So a friend of mine was asking for a good way to capture real-time rendered scenes to an avi file or some other video file, and was having an almost impossible time with it using any conventional video-capture program out there. The programs would capture at about 4 frames per second, no more. I attribute this to the fact that rendering the scene in the first place is hard enough on the system resources, let alone adding in simultaneous writing to the hard drive of each and every frame, plus audio.
So I started trying to think up a better way to capture the rendering, and here’s an idea that I came up with, but I’m turning to you all to see if it is feasible/possible:
Instead of using the standard rendering device, instead use a Virtual Rendering Device that wrote to the hard drive instead of the monitor.

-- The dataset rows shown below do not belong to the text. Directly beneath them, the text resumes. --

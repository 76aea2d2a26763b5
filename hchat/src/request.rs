//! Assembly of provider requests from a conversation and layered options.
//!
//! Options merge in three layers: an empty base, the client defaults, then the
//! per-call options. A field set on a later layer wins; enabled tool names are
//! unioned and resolved through the tool runtime.
//!
//! ```rust
//! use std::sync::Arc;
//!
//! use hchat::{ChatRequestBuilder, Conversation};
//! use hcommon::ChatOptions;
//! use htooling::NoopToolRuntime;
//!
//! let builder = ChatRequestBuilder::new(
//!     ChatOptions::default().with_model("hunyuan-pro").with_temperature(0.2),
//!     Arc::new(NoopToolRuntime),
//! );
//! let conversation = Conversation::from_user("hello")
//!     .with_options(ChatOptions::default().with_temperature(0.8));
//!
//! let request = builder.build(&conversation, false).expect("request builds");
//! assert_eq!(request.model, "hunyuan-pro");
//! assert_eq!(request.temperature, Some(0.8));
//! assert!(!request.stream);
//! ```

use std::collections::HashSet;
use std::sync::Arc;

use hcommon::ChatOptions;
use hprovider::{Message, Role};
use hprovider::hunyuan::{ApiMessage, ApiRole, ApiTool, ApiToolCall, ChatCompletionRequest};
use htooling::ToolRuntime;

use crate::{ChatError, Conversation};

#[derive(Clone)]
pub struct ChatRequestBuilder {
    default_options: ChatOptions,
    tools: Arc<dyn ToolRuntime>,
}

impl ChatRequestBuilder {
    pub fn new(default_options: ChatOptions, tools: Arc<dyn ToolRuntime>) -> Self {
        Self {
            default_options,
            tools,
        }
    }

    pub fn default_options(&self) -> &ChatOptions {
        &self.default_options
    }

    /// Effective options for one call: defaults overridden by `per_call`.
    pub fn merge_options(&self, per_call: &ChatOptions) -> ChatOptions {
        ChatOptions::default()
            .apply_overrides(&self.default_options)
            .apply_overrides(per_call)
    }

    pub fn build(
        &self,
        conversation: &Conversation,
        stream: bool,
    ) -> Result<ChatCompletionRequest, ChatError> {
        if conversation.is_empty() {
            return Err(ChatError::invalid_request("conversation has no messages"));
        }

        let options = self.merge_options(&conversation.options);
        options.validate().map_err(ChatError::configuration)?;

        let model = options
            .model
            .clone()
            .ok_or_else(|| ChatError::configuration("no model configured"))?;
        let messages = map_messages(&conversation.messages)?;
        let tools = self
            .tools
            .resolve(&options.enabled_tools)
            .map_err(ChatError::unknown_tool)?;

        Ok(ChatCompletionRequest {
            model,
            messages,
            stream,
            temperature: options.temperature,
            top_p: options.top_p,
            stop: options.stop,
            seed: options.seed,
            enable_enhancement: options.enable_enhancement,
            stream_moderation: options.stream_moderation,
            tools: tools.iter().map(ApiTool::from).collect(),
            tool_choice: options.tool_choice,
        })
    }
}

impl std::fmt::Debug for ChatRequestBuilder {
    fn fmt(&self, f: &mut std::fmt::Formatter<'_>) -> std::fmt::Result {
        f.debug_struct("ChatRequestBuilder")
            .field("default_options", &self.default_options)
            .finish_non_exhaustive()
    }
}

/// Maps conversation messages to wire messages in order.
///
/// Every tool response must name the id of a call issued by an earlier
/// assistant message.
pub fn map_messages(messages: &[Message]) -> Result<Vec<ApiMessage>, ChatError> {
    let mut issued = HashSet::new();
    let mut mapped = Vec::with_capacity(messages.len());

    for message in messages {
        let api_message = match message.role {
            Role::System | Role::User => ApiMessage {
                role: Some(ApiRole::from(message.role)),
                content: message.content.clone(),
                ..ApiMessage::default()
            },
            Role::Assistant => {
                issued.extend(message.tool_calls.iter().map(|call| call.id.as_str()));
                ApiMessage {
                    role: Some(ApiRole::Assistant),
                    content: message.content.clone(),
                    tool_calls: message.tool_calls.iter().map(ApiToolCall::from).collect(),
                    ..ApiMessage::default()
                }
            }
            Role::Tool => {
                let id = message
                    .tool_call_id
                    .as_deref()
                    .filter(|id| !id.trim().is_empty())
                    .ok_or_else(|| ChatError::invalid_request("tool response missing id"))?;

                if !issued.contains(id) {
                    return Err(ChatError::invalid_request(format!(
                        "tool response references unknown tool call '{id}'"
                    )));
                }

                ApiMessage {
                    role: Some(ApiRole::Tool),
                    content: message.content.clone(),
                    tool_call_id: Some(id.to_string()),
                    ..ApiMessage::default()
                }
            }
        };

        mapped.push(api_message);
    }

    Ok(mapped)
}

#[cfg(test)]
mod tests {
    use std::collections::BTreeSet;

    use hprovider::{ToolCall, ToolDefinition};
    use htooling::{DefaultToolRuntime, NoopToolRuntime, ToolRegistry};

    use super::*;
    use crate::ChatErrorKind;

    fn registry_builder(defaults: ChatOptions) -> ChatRequestBuilder {
        let mut registry = ToolRegistry::new();
        for name in ["weather", "clock"] {
            registry.register_sync_fn(
                ToolDefinition {
                    name: name.to_string(),
                    description: format!("{name} lookup"),
                    input_schema: r#"{"type":"object"}"#.to_string(),
                },
                |args, _ctx| Ok(args),
            );
        }

        ChatRequestBuilder::new(
            defaults,
            Arc::new(DefaultToolRuntime::new(Arc::new(registry))),
        )
    }

    #[test]
    fn per_call_options_override_defaults_field_by_field() {
        let builder = registry_builder(
            ChatOptions::default()
                .with_model("hunyuan-pro")
                .with_temperature(0.3)
                .with_top_p(0.9)
                .with_enhancement(true),
        );
        let conversation = Conversation::from_user("hi").with_options(
            ChatOptions::default()
                .with_model("hunyuan-lite")
                .with_temperature(1.0),
        );

        let request = builder.build(&conversation, true).expect("request builds");

        assert_eq!(request.model, "hunyuan-lite");
        assert_eq!(request.temperature, Some(1.0));
        assert_eq!(request.top_p, Some(0.9));
        assert_eq!(request.enable_enhancement, Some(true));
        assert!(request.stream);
        assert!(request.tools.is_empty());
    }

    #[test]
    fn enabled_tools_from_both_layers_are_resolved() {
        let builder = registry_builder(
            ChatOptions::default()
                .with_model("hunyuan-pro")
                .with_enabled_tool("weather"),
        );
        let conversation = Conversation::from_user("what time is it")
            .with_options(ChatOptions::default().with_enabled_tool("clock"));

        let request = builder.build(&conversation, false).expect("request builds");
        let names = request
            .tools
            .iter()
            .map(|tool| tool.function.name.as_str())
            .collect::<Vec<_>>();

        assert_eq!(names, vec!["clock", "weather"]);
        assert_eq!(request.tools[0].kind, "function");
    }

    #[test]
    fn unknown_tool_names_fail_instead_of_being_dropped() {
        let builder = registry_builder(ChatOptions::default().with_model("hunyuan-pro"));
        let conversation = Conversation::from_user("hi")
            .with_options(ChatOptions::default().with_enabled_tools(["weather", "stocks"]));

        let error = builder
            .build(&conversation, false)
            .expect_err("unknown tool must fail");

        assert_eq!(error.kind, ChatErrorKind::InvalidRequest);
        assert!(error.message.contains("stocks"));
    }

    #[test]
    fn noop_runtime_rejects_any_enabled_tool() {
        let builder = ChatRequestBuilder::new(
            ChatOptions::default().with_model("hunyuan-pro"),
            Arc::new(NoopToolRuntime),
        );
        let mut options = ChatOptions::default();
        options.enabled_tools = BTreeSet::from(["weather".to_string()]);

        assert!(
            builder
                .build(&Conversation::from_user("hi").with_options(options), false)
                .is_err()
        );
    }

    #[test]
    fn missing_model_and_invalid_values_are_configuration_errors() {
        let builder = ChatRequestBuilder::new(ChatOptions::default(), Arc::new(NoopToolRuntime));
        let error = builder
            .build(&Conversation::from_user("hi"), false)
            .expect_err("model is required");
        assert_eq!(error.kind, ChatErrorKind::Configuration);

        let builder = ChatRequestBuilder::new(
            ChatOptions::default().with_model("hunyuan-pro"),
            Arc::new(NoopToolRuntime),
        );
        let conversation = Conversation::from_user("hi")
            .with_options(ChatOptions::default().with_temperature(3.0));
        let error = builder
            .build(&conversation, false)
            .expect_err("temperature out of range");
        assert_eq!(error.kind, ChatErrorKind::Configuration);
    }

    #[test]
    fn empty_conversation_is_rejected() {
        let builder = ChatRequestBuilder::new(
            ChatOptions::default().with_model("hunyuan-pro"),
            Arc::new(NoopToolRuntime),
        );
        let error = builder
            .build(&Conversation::default(), false)
            .expect_err("no messages");
        assert_eq!(error.kind, ChatErrorKind::InvalidRequest);
    }

    #[test]
    fn messages_map_per_role() {
        let messages = vec![
            Message::system("be brief"),
            Message::user("weather?"),
            Message::assistant_with_tool_calls(
                "",
                vec![ToolCall::new("call-1", "weather", r#"{"city":"Shenzhen"}"#)],
            ),
            Message::tool_result("call-1", "sunny"),
        ];

        let mapped = map_messages(&messages).expect("messages map");

        assert_eq!(mapped[0].role, Some(ApiRole::System));
        assert!(mapped[1].tool_calls.is_empty());
        assert_eq!(mapped[2].tool_calls[0].id, "call-1");
        assert_eq!(mapped[2].tool_calls[0].function.name, "weather");
        assert_eq!(mapped[3].role, Some(ApiRole::Tool));
        assert_eq!(mapped[3].tool_call_id.as_deref(), Some("call-1"));
        assert_eq!(mapped[3].content, "sunny");
    }

    #[test]
    fn tool_response_without_id_fails() {
        let mut orphan = Message::tool_result("", "sunny");
        orphan.tool_call_id = None;

        for message in [orphan, Message::tool_result("  ", "sunny")] {
            let error = map_messages(&[Message::user("hi"), message]).expect_err("id is required");
            assert_eq!(error.kind, ChatErrorKind::InvalidRequest);
            assert_eq!(error.message, "tool response missing id");
        }
    }

    #[test]
    fn tool_response_must_follow_its_call() {
        let messages = vec![
            Message::user("hi"),
            Message::tool_result("call-9", "sunny"),
        ];

        let error = map_messages(&messages).expect_err("no matching call");
        assert_eq!(error.message, "tool response references unknown tool call 'call-9'");
    }
}
//! TC3-HMAC-SHA256 request signing for Tencent Cloud API 3.0.
//!
//! Every outbound call gets its own [`SigningContext`]; the signature covers
//! the body digest and is bound to the second-resolution timestamp, so a retry
//! must be signed again.
//!
//! ```rust
//! use hprovider::Credentials;
//! use hprovider::hunyuan::{SigningTarget, Tc3Signer};
//!
//! let credentials = Credentials::new("AKIDexample", "secret").expect("credentials");
//! let signer = Tc3Signer::new(credentials, SigningTarget::default());
//!
//! let first = signer.sign_at(br#"{"Model":"hunyuan-pro"}"#, 1_700_000_000).expect("sign");
//! let second = signer.sign_at(br#"{"Model":"hunyuan-pro"}"#, 1_700_000_000).expect("sign");
//! assert_eq!(first.signature(), second.signature());
//! assert_eq!(first.get("X-TC-Timestamp"), Some("1700000000"));
//! ```

use chrono::{DateTime, Utc};
use hmac::{Hmac, Mac};
use sha2::{Digest, Sha256};

use crate::{Credentials, ProviderError};

use super::{API_VERSION, CHAT_ACTION, DEFAULT_HOST, SERVICE};

type HmacSha256 = Hmac<Sha256>;

pub const ALGORITHM: &str = "TC3-HMAC-SHA256";
pub const JSON_CONTENT_TYPE: &str = "application/json; charset=utf-8";

const TERMINATOR: &str = "tc3_request";
const SECRET_PREFIX: &str = "TC3";
const HTTP_METHOD: &str = "POST";
const CANONICAL_URI: &str = "/";

/// Service coordinates covered by the signature.
#[derive(Debug, Clone, PartialEq, Eq)]
pub struct SigningTarget {
    pub service: String,
    pub host: String,
    pub action: String,
    pub version: String,
    pub region: Option<String>,
}

impl Default for SigningTarget {
    fn default() -> Self {
        Self {
            service: SERVICE.to_string(),
            host: DEFAULT_HOST.to_string(),
            action: CHAT_ACTION.to_string(),
            version: API_VERSION.to_string(),
            region: None,
        }
    }
}

impl SigningTarget {
    pub fn with_host(mut self, host: impl Into<String>) -> Self {
        self.host = host.into();
        self
    }

    pub fn with_region(mut self, region: impl Into<String>) -> Self {
        self.region = Some(region.into());
        self
    }

    pub fn with_action(mut self, action: impl Into<String>) -> Self {
        self.action = action.into();
        self
    }
}

/// Intermediate values of one signing pass.
#[derive(Clone, PartialEq, Eq)]
pub struct SigningContext {
    pub timestamp: i64,
    pub date: String,
    pub credential_scope: String,
    pub canonical_request: String,
    pub string_to_sign: String,
    signing_key: Vec<u8>,
    pub signature: String,
}

impl std::fmt::Debug for SigningContext {
    fn fmt(&self, f: &mut std::fmt::Formatter<'_>) -> std::fmt::Result {
        f.debug_struct("SigningContext")
            .field("timestamp", &self.timestamp)
            .field("date", &self.date)
            .field("credential_scope", &self.credential_scope)
            .field("canonical_request", &self.canonical_request)
            .field("string_to_sign", &self.string_to_sign)
            .field("signing_key", &"[REDACTED]")
            .field("signature", &self.signature)
            .finish()
    }
}

impl SigningContext {
    pub fn signing_key_hex(&self) -> String {
        hex::encode(&self.signing_key)
    }
}

/// Headers to merge into the outbound request, in emission order.
#[derive(Debug, Clone, PartialEq, Eq)]
pub struct SignedHeaders {
    context: SigningContext,
    headers: Vec<(&'static str, String)>,
}

impl SignedHeaders {
    pub fn get(&self, name: &str) -> Option<&str> {
        self.headers
            .iter()
            .find(|(header, _)| header.eq_ignore_ascii_case(name))
            .map(|(_, value)| value.as_str())
    }

    pub fn iter(&self) -> impl Iterator<Item = (&'static str, &str)> {
        self.headers
            .iter()
            .map(|(name, value)| (*name, value.as_str()))
    }

    pub fn authorization(&self) -> Option<&str> {
        self.get("Authorization")
    }

    pub fn signature(&self) -> &str {
        &self.context.signature
    }

    pub fn context(&self) -> &SigningContext {
        &self.context
    }
}

/// Stateless signer; cheap to clone and safe to share across calls.
#[derive(Debug, Clone)]
pub struct Tc3Signer {
    credentials: Credentials,
    target: SigningTarget,
}

impl Tc3Signer {
    pub fn new(credentials: Credentials, target: SigningTarget) -> Self {
        Self {
            credentials,
            target,
        }
    }

    pub fn target(&self) -> &SigningTarget {
        &self.target
    }

    /// Signs `body` with the current wall-clock second.
    pub fn sign(&self, body: &[u8]) -> Result<SignedHeaders, ProviderError> {
        self.sign_at(body, Utc::now().timestamp())
    }

    pub fn sign_at(&self, body: &[u8], timestamp: i64) -> Result<SignedHeaders, ProviderError> {
        let context = self.signing_context(body, timestamp)?;

        let authorization = format!(
            "{ALGORITHM} Credential={}/{}, SignedHeaders={}, Signature={}",
            self.credentials.secret_id(),
            context.credential_scope,
            signed_header_names(),
            context.signature
        );

        let mut headers = vec![
            ("Authorization", authorization),
            ("Content-Type", JSON_CONTENT_TYPE.to_string()),
            ("Host", self.target.host.clone()),
            ("X-TC-Action", self.target.action.clone()),
            ("X-TC-Timestamp", timestamp.to_string()),
            ("X-TC-Version", self.target.version.clone()),
        ];
        if let Some(region) = self.target.region.as_ref().filter(|r| !r.is_empty()) {
            headers.push(("X-TC-Region", region.clone()));
        }

        tracing::debug!(
            action = %self.target.action,
            timestamp,
            date = %context.date,
            "signed request"
        );

        Ok(SignedHeaders { context, headers })
    }

    pub fn signing_context(
        &self,
        body: &[u8],
        timestamp: i64,
    ) -> Result<SigningContext, ProviderError> {
        let date = utc_date(timestamp)?;
        let credential_scope = format!("{date}/{}/{TERMINATOR}", self.target.service);

        let canonical_request = format!(
            "{HTTP_METHOD}\n{CANONICAL_URI}\n\n{}\n{}\n{}",
            self.canonical_headers(),
            signed_header_names(),
            sha256_hex(body)
        );

        let string_to_sign = format!(
            "{ALGORITHM}\n{timestamp}\n{credential_scope}\n{}",
            sha256_hex(canonical_request.as_bytes())
        );

        let secret = format!("{SECRET_PREFIX}{}", self.credentials.secret_key().expose());
        let secret_date = hmac_sha256(secret.as_bytes(), date.as_bytes())?;
        let secret_service = hmac_sha256(&secret_date, self.target.service.as_bytes())?;
        let signing_key = hmac_sha256(&secret_service, TERMINATOR.as_bytes())?;
        let signature = hex::encode(hmac_sha256(&signing_key, string_to_sign.as_bytes())?);

        Ok(SigningContext {
            timestamp,
            date,
            credential_scope,
            canonical_request,
            string_to_sign,
            signing_key,
            signature,
        })
    }

    fn canonical_headers(&self) -> String {
        let mut headers = [
            ("content-type", JSON_CONTENT_TYPE.to_string()),
            ("host", self.target.host.clone()),
            ("x-tc-action", self.target.action.clone()),
        ]
        .map(|(name, value)| (name, value.trim().to_ascii_lowercase()));
        headers.sort_by(|left, right| left.0.cmp(right.0));

        headers
            .iter()
            .map(|(name, value)| format!("{name}:{value}\n"))
            .collect()
    }
}

fn signed_header_names() -> &'static str {
    "content-type;host;x-tc-action"
}

fn utc_date(timestamp: i64) -> Result<String, ProviderError> {
    DateTime::<Utc>::from_timestamp(timestamp, 0)
        .map(|instant| instant.format("%Y-%m-%d").to_string())
        .ok_or_else(|| ProviderError::configuration(format!("timestamp {timestamp} is out of range")))
}

pub fn sha256_hex(bytes: &[u8]) -> String {
    hex::encode(Sha256::digest(bytes))
}

fn hmac_sha256(key: &[u8], message: &[u8]) -> Result<Vec<u8>, ProviderError> {
    let mut mac = HmacSha256::new_from_slice(key)
        .map_err(|err| ProviderError::configuration(format!("invalid signing key: {err}")))?;
    mac.update(message);
    Ok(mac.finalize().into_bytes().to_vec())
}

#[cfg(test)]
mod tests {
    use super::*;

    const TIMESTAMP: i64 = 1_551_113_065;

    fn signer() -> Tc3Signer {
        let credentials = Credentials::new(
            "AKIDz8krbsJ5yKBZQpn74WFkmLPx3EXAMPLE",
            "Gu5t9xGARNpq86cd98joQYCN3EXAMPLE",
        )
        .expect("credentials");
        Tc3Signer::new(credentials, SigningTarget::default())
    }

    #[test]
    fn sha256_of_empty_body_matches_known_digest() {
        assert_eq!(
            sha256_hex(b""),
            "e3b0c44298fc1c149afbf4c8996fb92427ae41e4649b934ca495991b7852b855"
        );
    }

    #[test]
    fn canonical_request_uses_sorted_lowercase_headers_and_body_digest() {
        let context = signer()
            .signing_context(b"", TIMESTAMP)
            .expect("context");

        assert_eq!(
            context.canonical_request,
            "POST\n/\n\n\
             content-type:application/json; charset=utf-8\n\
             host:hunyuan.tencentcloudapi.com\n\
             x-tc-action:chatcompletions\n\
             \n\
             content-type;host;x-tc-action\n\
             e3b0c44298fc1c149afbf4c8996fb92427ae41e4649b934ca495991b7852b855"
        );
    }

    #[test]
    fn string_to_sign_carries_scope_and_canonical_digest() {
        let context = signer()
            .signing_context(b"{}", TIMESTAMP)
            .expect("context");

        assert_eq!(context.date, "2019-02-25");
        assert_eq!(context.credential_scope, "2019-02-25/hunyuan/tc3_request");

        let lines = context.string_to_sign.lines().collect::<Vec<_>>();
        assert_eq!(lines.len(), 4);
        assert_eq!(lines[0], "TC3-HMAC-SHA256");
        assert_eq!(lines[1], "1551113065");
        assert_eq!(lines[2], "2019-02-25/hunyuan/tc3_request");
        assert_eq!(lines[3], sha256_hex(context.canonical_request.as_bytes()));
    }

    #[test]
    fn signature_matches_independently_derived_key_chain() {
        let context = signer()
            .signing_context(b"{\"Model\":\"hunyuan-lite\"}", TIMESTAMP)
            .expect("context");

        let k_date = hmac_sha256(b"TC3Gu5t9xGARNpq86cd98joQYCN3EXAMPLE", b"2019-02-25").expect("date");
        let k_service = hmac_sha256(&k_date, b"hunyuan").expect("service");
        let k_signing = hmac_sha256(&k_service, b"tc3_request").expect("signing");
        let expected =
            hex::encode(hmac_sha256(&k_signing, context.string_to_sign.as_bytes()).expect("sig"));

        assert_eq!(context.signing_key_hex(), hex::encode(&k_signing));
        assert_eq!(context.signature, expected);
        assert_eq!(context.signature.len(), 64);
    }

    #[test]
    fn signing_is_deterministic_and_body_sensitive() {
        let signer = signer();
        let first = signer.sign_at(b"{\"a\":1}", TIMESTAMP).expect("first");
        let second = signer.sign_at(b"{\"a\":1}", TIMESTAMP).expect("second");
        let changed = signer.sign_at(b"{\"a\":2}", TIMESTAMP).expect("changed");
        let later = signer.sign_at(b"{\"a\":1}", TIMESTAMP + 1).expect("later");

        assert_eq!(first, second);
        assert_ne!(first.signature(), changed.signature());
        assert_ne!(first.signature(), later.signature());
    }

    #[test]
    fn signed_headers_include_authorization_and_companions() {
        let signer = Tc3Signer::new(
            Credentials::new("AKIDid", "key").expect("credentials"),
            SigningTarget::default().with_region("ap-guangzhou"),
        );
        let headers = signer.sign_at(b"{}", TIMESTAMP).expect("headers");

        let authorization = headers.authorization().expect("authorization");
        assert!(authorization.starts_with(
            "TC3-HMAC-SHA256 Credential=AKIDid/2019-02-25/hunyuan/tc3_request, \
             SignedHeaders=content-type;host;x-tc-action, Signature="
        ));
        assert!(authorization.ends_with(headers.signature()));
        assert_eq!(headers.get("x-tc-action"), Some("ChatCompletions"));
        assert_eq!(headers.get("X-TC-Version"), Some("2023-09-01"));
        assert_eq!(headers.get("X-TC-Region"), Some("ap-guangzhou"));
        assert_eq!(headers.get("Content-Type"), Some(JSON_CONTENT_TYPE));
        assert_eq!(headers.iter().count(), 7);
    }

    #[test]
    fn region_header_is_omitted_when_unset() {
        let headers = signer().sign_at(b"{}", TIMESTAMP).expect("headers");
        assert_eq!(headers.get("X-TC-Region"), None);
    }

    #[test]
    fn debug_output_hides_signing_key() {
        let context = signer().signing_context(b"{}", TIMESTAMP).expect("context");
        let rendered = format!("{context:?}");
        assert!(rendered.contains("[REDACTED]"));
        assert!(!rendered.contains(&context.signing_key_hex()));
    }
}
//! Common `hprovider` imports for downstream crates.

pub use crate::hunyuan::{
    ChatCompletionChunk, ChatCompletionRequest, ChatCompletionResponse, SigningTarget, Tc3Signer,
};
pub use crate::{
    BoxedStream, ChatCompletionApi, ChunkStream, Credentials, FinishReason, Message,
    NoopOperationHooks, ProviderError, ProviderErrorKind, ProviderOperationHooks, RetryPolicy,
    Role, TokenUsage, ToolCall, ToolDefinition, VecStream, execute_with_retry,
};
pub use hcommon::{BoxFuture, ChatOptions, MetadataMap};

The rendering device would also need to record each and every frame (to a certain limit) without dropping any of them, so there would have to be some way to make sure it captures these frames, no matter how long it takes (instead of rendering 30 frames per second, it might end up rendering 30 frames per 5 seconds or something) but make sure that the video it records plays the frames back at the desired resolution.

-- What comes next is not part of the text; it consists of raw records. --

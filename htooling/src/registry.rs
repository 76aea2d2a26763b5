//! Tool registry keyed by definition name.

use std::collections::BTreeSet;
use std::future::Future;
use std::sync::Arc;

use hcommon::Registry;
use hprovider::ToolDefinition;

use crate::{FunctionTool, Tool, ToolError, ToolExecutionContext};

#[derive(Default)]
pub struct ToolRegistry {
    tools: Registry<String, Arc<dyn Tool>>,
}

impl ToolRegistry {
    pub fn new() -> Self {
        Self::default()
    }

    /// Registers `tool`, replacing any tool with the same name.
    pub fn register<T>(&mut self, tool: T)
    where
        T: Tool + 'static,
    {
        let name = tool.definition().name;
        self.tools.insert(name, Arc::new(tool));
    }

    pub fn register_fn<F, Fut>(&mut self, definition: ToolDefinition, handler: F)
    where
        F: Fn(String, ToolExecutionContext) -> Fut + Send + Sync + 'static,
        Fut: Future<Output = Result<String, ToolError>> + Send + 'static,
    {
        self.register(FunctionTool::new(definition, handler));
    }

    pub fn register_sync_fn<F>(&mut self, definition: ToolDefinition, handler: F)
    where
        F: Fn(String, ToolExecutionContext) -> Result<String, ToolError> + Send + Sync + 'static,
    {
        self.register_fn(definition, move |args_json, context| {
            let output = handler(args_json, context);
            async move { output }
        });
    }

    pub fn get(&self, name: &str) -> Option<Arc<dyn Tool>> {
        self.tools.get(name).cloned()
    }

    pub fn contains(&self, name: &str) -> bool {
        self.tools.contains_key(name)
    }

    pub fn remove(&mut self, name: &str) -> Option<Arc<dyn Tool>> {
        self.tools.remove(name)
    }

    /// All registered definitions, sorted by name.
    pub fn definitions(&self) -> Vec<ToolDefinition> {
        let mut definitions = self
            .tools
            .values()
            .map(|tool| tool.definition())
            .collect::<Vec<_>>();
        definitions.sort_by(|left, right| left.name.cmp(&right.name));
        definitions
    }

    /// Resolves enabled tool names to definitions in name order.
    ///
    /// Every name must be registered; unknown names are reported together.
    pub fn resolve(&self, names: &BTreeSet<String>) -> Result<Vec<ToolDefinition>, ToolError> {
        let unknown = names
            .iter()
            .filter(|name| !self.contains(name))
            .map(String::as_str)
            .collect::<Vec<_>>();

        if !unknown.is_empty() {
            return Err(ToolError::not_found(format!(
                "no tool registered for: {}",
                unknown.join(", ")
            )));
        }

        Ok(names
            .iter()
            .filter_map(|name| self.tools.get(name.as_str()))
            .map(|tool| tool.definition())
            .collect())
    }

    pub fn len(&self) -> usize {
        self.tools.len()
    }

    pub fn is_empty(&self) -> bool {
        self.tools.is_empty()
    }
}

impl std::fmt::Debug for ToolRegistry {
    fn fmt(&self, f: &mut std::fmt::Formatter<'_>) -> std::fmt::Result {
        let names = self
            .definitions()
            .into_iter()
            .map(|definition| definition.name)
            .collect::<Vec<_>>();
        f.debug_struct("ToolRegistry").field("tools", &names).finish()
    }
}

#[cfg(test)]
mod tests {
    use super::*;
    use crate::ToolErrorKind;

    fn definition(name: &str) -> ToolDefinition {
        ToolDefinition {
            name: name.to_string(),
            description: format!("{name} tool"),
            input_schema: r#"{"type":"object"}"#.to_string(),
        }
    }

    fn registry() -> ToolRegistry {
        let mut registry = ToolRegistry::new();
        for name in ["weather", "clock", "search"] {
            registry.register_sync_fn(definition(name), |args, _ctx| Ok(args));
        }
        registry
    }

    #[test]
    fn resolve_returns_definitions_in_name_order() {
        let names = BTreeSet::from(["weather".to_string(), "clock".to_string()]);
        let resolved = registry().resolve(&names).expect("both tools exist");

        let resolved_names = resolved.iter().map(|d| d.name.as_str()).collect::<Vec<_>>();
        assert_eq!(resolved_names, vec!["clock", "weather"]);
        assert_eq!(resolved[0].description, "clock tool");
    }

    #[test]
    fn resolve_fails_on_unknown_names_instead_of_dropping_them() {
        let names = BTreeSet::from([
            "weather".to_string(),
            "stocks".to_string(),
            "calendar".to_string(),
        ]);
        let error = registry().resolve(&names).expect_err("unknown tools must fail");

        assert_eq!(error.kind, ToolErrorKind::NotFound);
        assert_eq!(error.message, "no tool registered for: calendar, stocks");
    }

    #[test]
    fn resolving_no_names_yields_no_definitions() {
        let resolved = ToolRegistry::new()
            .resolve(&BTreeSet::new())
            .expect("empty set resolves");
        assert!(resolved.is_empty());
    }

    #[test]
    fn registry_tracks_registration_lifecycle() {
        let mut registry = registry();
        assert_eq!(registry.len(), 3);
        assert!(registry.contains("clock"));

        registry.register_sync_fn(definition("clock"), |_args, _ctx| Ok("noon".to_string()));
        assert_eq!(registry.len(), 3);

        assert!(registry.remove("clock").is_some());
        assert!(!registry.contains("clock"));
        assert_eq!(
            format!("{registry:?}"),
            "ToolRegistry { tools: [\"search\", \"weather\"] }"
        );
    }
}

In my mind, it doesn’t sound like it would be that hard to do, but I’d just like to see what you all think about it.
The biggest problem, it seems to me, is that I don’t have the source code for said real-time rendered scene, so I would have to develop the device to work within a pre-existing code framework and functionality.
What do you think?
To do a correct job of capturing the data being rendered, rather than the screen, you’d need to copy all the texture data being created/bound, and all the vertex array data. This is likely to be larger than just capturing the frames themselves.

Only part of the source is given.